Come per le regole, un piccolo suggerimento sul linguaggio: specificare sempre il NO all’inizio della frase; quindi usare la forma impersonale per esprimere il divieto; infine, se il NO si riferisce a una negazione valida per un periodo limitato di tempo, aggiungere un avverbio o una locuzione che conferiscano temporaneità al divieto; molti studi sulla comunicazione concordano nell’affermare che il “non” è ignorato dal cervello; pertanto, imporre un semplice “Non uscire!” al nostro bimbo, strano ma vero, potrebbe risultare nell’interpretazione opposta: “Esci!” Questo è uno dei motivi per cui molti bimbi piccoli non ascoltano per nulla i divieti: “Non far questo!”, “Non far quello!” diventano una mera istigazione a combinar danni…

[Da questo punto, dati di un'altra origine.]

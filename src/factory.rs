// src/factory.rs
//
// Copyright, 2025.  Signal65 / Futurum Group.
//
//! Driver factory: owns the SDK client and hands out storages bound to it.

use std::sync::Arc;

use aws_sdk_s3::Client;
use tracing::info;

use crate::config::S3StorageConfig;
use crate::error::{Result, StorageError};
use crate::s3_client::{build_client, AwsS3Client};
use crate::storage::S3ObjectStorage;

/// Builds the SDK client once and creates [`S3ObjectStorage`] instances over it.
///
/// After [`shutdown`](Self::shutdown) the factory refuses to create storages.
/// Storages created earlier hold their own client handle and keep working until
/// they are dropped.
#[derive(Debug)]
pub struct S3DriverFactory {
    config: S3StorageConfig,
    client: Option<Client>,
}

impl S3DriverFactory {
    pub async fn new(config: S3StorageConfig) -> Result<Self> {
        let client = build_client(&config).await?;
        info!(
            "S3 driver ready for bucket {} in {}",
            config.bucket(),
            config.region()
        );
        Ok(Self {
            config,
            client: Some(client),
        })
    }

    /// Configuration loaded with [`S3StorageConfig::from_env`].
    pub async fn from_env() -> Result<Self> {
        Self::new(S3StorageConfig::from_env()?).await
    }

    pub fn config(&self) -> &S3StorageConfig {
        &self.config
    }

    pub fn make_storage(&self) -> Result<S3ObjectStorage> {
        let client = self.client.clone().ok_or(StorageError::Shutdown)?;
        let remote = AwsS3Client::new(client, &self.config);
        Ok(S3ObjectStorage::new(self.config.clone(), Arc::new(remote)))
    }

    /// Release the factory's client handle. Idempotent.
    pub fn shutdown(&mut self) {
        if self.client.take().is_some() {
            info!("S3 driver for bucket {} shut down", self.config.bucket());
        }
    }

    pub fn is_shut_down(&self) -> bool {
        self.client.is_none()
    }
}
// src/keys.rs
//
// Virtual directory hierarchy over flat object keys.
//
// Keys are split on '/', empty segments are ignored, so "a/b/" and "a/b" describe
// the same path. A listing is reduced to the first segment below the prefix.

/// Non-empty `/`-delimited segments of a key.
pub fn segments(key: &str) -> impl Iterator<Item = &str> {
    key.split('/').filter(|s| !s.is_empty())
}

/// Name of the immediate child of `prefix` that `key` lives under.
///
/// Returns `None` when `key` is the prefix itself, or when it only shares the
/// prefix textually (`dir010/x` is not below `dir01`).
pub fn child_name<'k>(key: &'k str, prefix: Option<&str>) -> Option<&'k str> {
    let mut rest = segments(key);
    if let Some(prefix) = prefix {
        for expected in segments(prefix) {
            if rest.next() != Some(expected) {
                return None;
            }
        }
    }
    rest.next()
}

/// Reduce a remote listing to the immediate children of `prefix`.
///
/// Order follows `keys`; each name is reported once, at its first occurrence.
pub fn child_names<I, S>(keys: I, prefix: Option<&str>) -> Vec<String>
where
    I: IntoIterator<Item = S>,
    S: AsRef<str>,
{
    let mut names: Vec<String> = Vec::new();
    for key in keys {
        if let Some(name) = child_name(key.as_ref(), prefix) {
            if !names.iter().any(|n| n == name) {
                names.push(name.to_owned());
            }
        }
    }
    names
}

#[cfg(test)]
mod tests {
    use super::*;

    #[test]
    fn segments_skip_empty_parts() {
        assert_eq!(segments("a//b/").collect::<Vec<_>>(), vec!["a", "b"]);
        assert_eq!(segments("").count(), 0);
    }

    #[test]
    fn child_of_prefix() {
        assert_eq!(child_name("dir01/dir02/dir03", Some("dir01")), Some("dir02"));
        assert_eq!(child_name("dir01/dir02/dir03", Some("dir01/")), Some("dir02"));
        assert_eq!(child_name("dir01/dir02/dir03", Some("dir01/dir02")), Some("dir03"));
        assert_eq!(child_name("dir01/dir02/dir03", None), Some("dir01"));
    }

    #[test]
    fn key_equal_to_prefix_has_no_child() {
        assert_eq!(child_name("dir04/test-01.txt", Some("dir04/test-01.txt")), None);
        assert_eq!(child_name("marker/", Some("marker")), None);
    }

    #[test]
    fn prefix_must_match_whole_segments() {
        assert_eq!(child_name("dir010/x", Some("dir01")), None);
    }

    #[test]
    fn listing_without_prefix_is_deduplicated() {
        let keys = ["a/1", "b/2", "a/3", "c"];
        let mut names = child_names(keys, None);
        names.sort();
        assert_eq!(names, vec!["a", "b", "c"]);
    }

    #[test]
    fn listing_with_prefix_keeps_remote_order() {
        let keys = ["dir02/dir03", "dir02/test-01.txt", "dir02/a-file"];
        assert_eq!(
            child_names(keys, Some("dir02")),
            vec!["dir03", "test-01.txt", "a-file"]
        );

        let nested = ["dir01/dir02/dir03", "dir01/dir02/file.txt"];
        assert_eq!(child_names(nested, Some("dir01")), vec!["dir02"]);
    }
}
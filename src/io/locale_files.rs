use std::fs;
use std::path::{Path, PathBuf};

use serde_json::Value;
use tracing::{debug, warn};

use crate::error::{Result, ToolError};
use crate::model::LocaleTree;

/// Conventional location of a language file: `<dir>/<code>.json`.
pub fn locale_path(dir: &Path, code: &str) -> PathBuf {
    dir.join(format!("{code}.json"))
}

/// Reads a locale file. The file must exist and hold a JSON object.
pub fn read_locale(path: &Path) -> Result<LocaleTree> {
    if !path.exists() {
        return Err(ToolError::MissingInput(path.to_path_buf()));
    }
    let source = fs::read_to_string(path)?;
    match serde_json::from_str(&source)? {
        Value::Object(tree) => {
            debug!(path = %path.display(), top_level_keys = tree.len(), "loaded locale file");
            Ok(tree)
        }
        _ => Err(ToolError::InvalidLocale(path.to_path_buf())),
    }
}

/// Reads a locale file, starting from an empty tree when it does not exist.
pub fn read_locale_or_empty(path: &Path) -> Result<LocaleTree> {
    if path.exists() {
        read_locale(path)
    } else {
        warn!(path = %path.display(), "locale file missing, starting from an empty tree");
        Ok(LocaleTree::new())
    }
}

/// Writes a locale tree with two-space indentation and a trailing newline.
pub fn write_locale(path: &Path, tree: &LocaleTree) -> Result<()> {
    if let Some(parent) = path.parent() {
        if !parent.as_os_str().is_empty() {
            fs::create_dir_all(parent)?;
        }
    }
    let mut json = serde_json::to_string_pretty(tree)?;
    json.push('\n');
    fs::write(path, json)?;
    Ok(())
}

“NO, adesso non si esce!” ha tre vantaggi: la frase comincia con un “NO” netto e inequivocabile; la forma impersonale non è interpretata dal bimbo come un attacco personale e quindi è digerita meglio; “adesso” fa sì che il bimbo capisca che, se la condizione cambia (ad esempio il tempo migliora), il NO potrà decadere. Attenzione all’uso della forma impersonale ché potrebbe non risultare sempre preferibile: coerenza vuole che essa non si debba adottare se uno dei familiari deve uscire malgrado il temporale (magari per andare al lavoro); il “non si deve” vale per tutti i membri della squadra-famiglia e quindi, se si prevede che qualcuno debba uscire comunque, meglio ripiegare sulla cara vecchia seconda persona singolare: “NO, adesso non puoi uscire!”
2 Risposte a “I NO senza alternativa”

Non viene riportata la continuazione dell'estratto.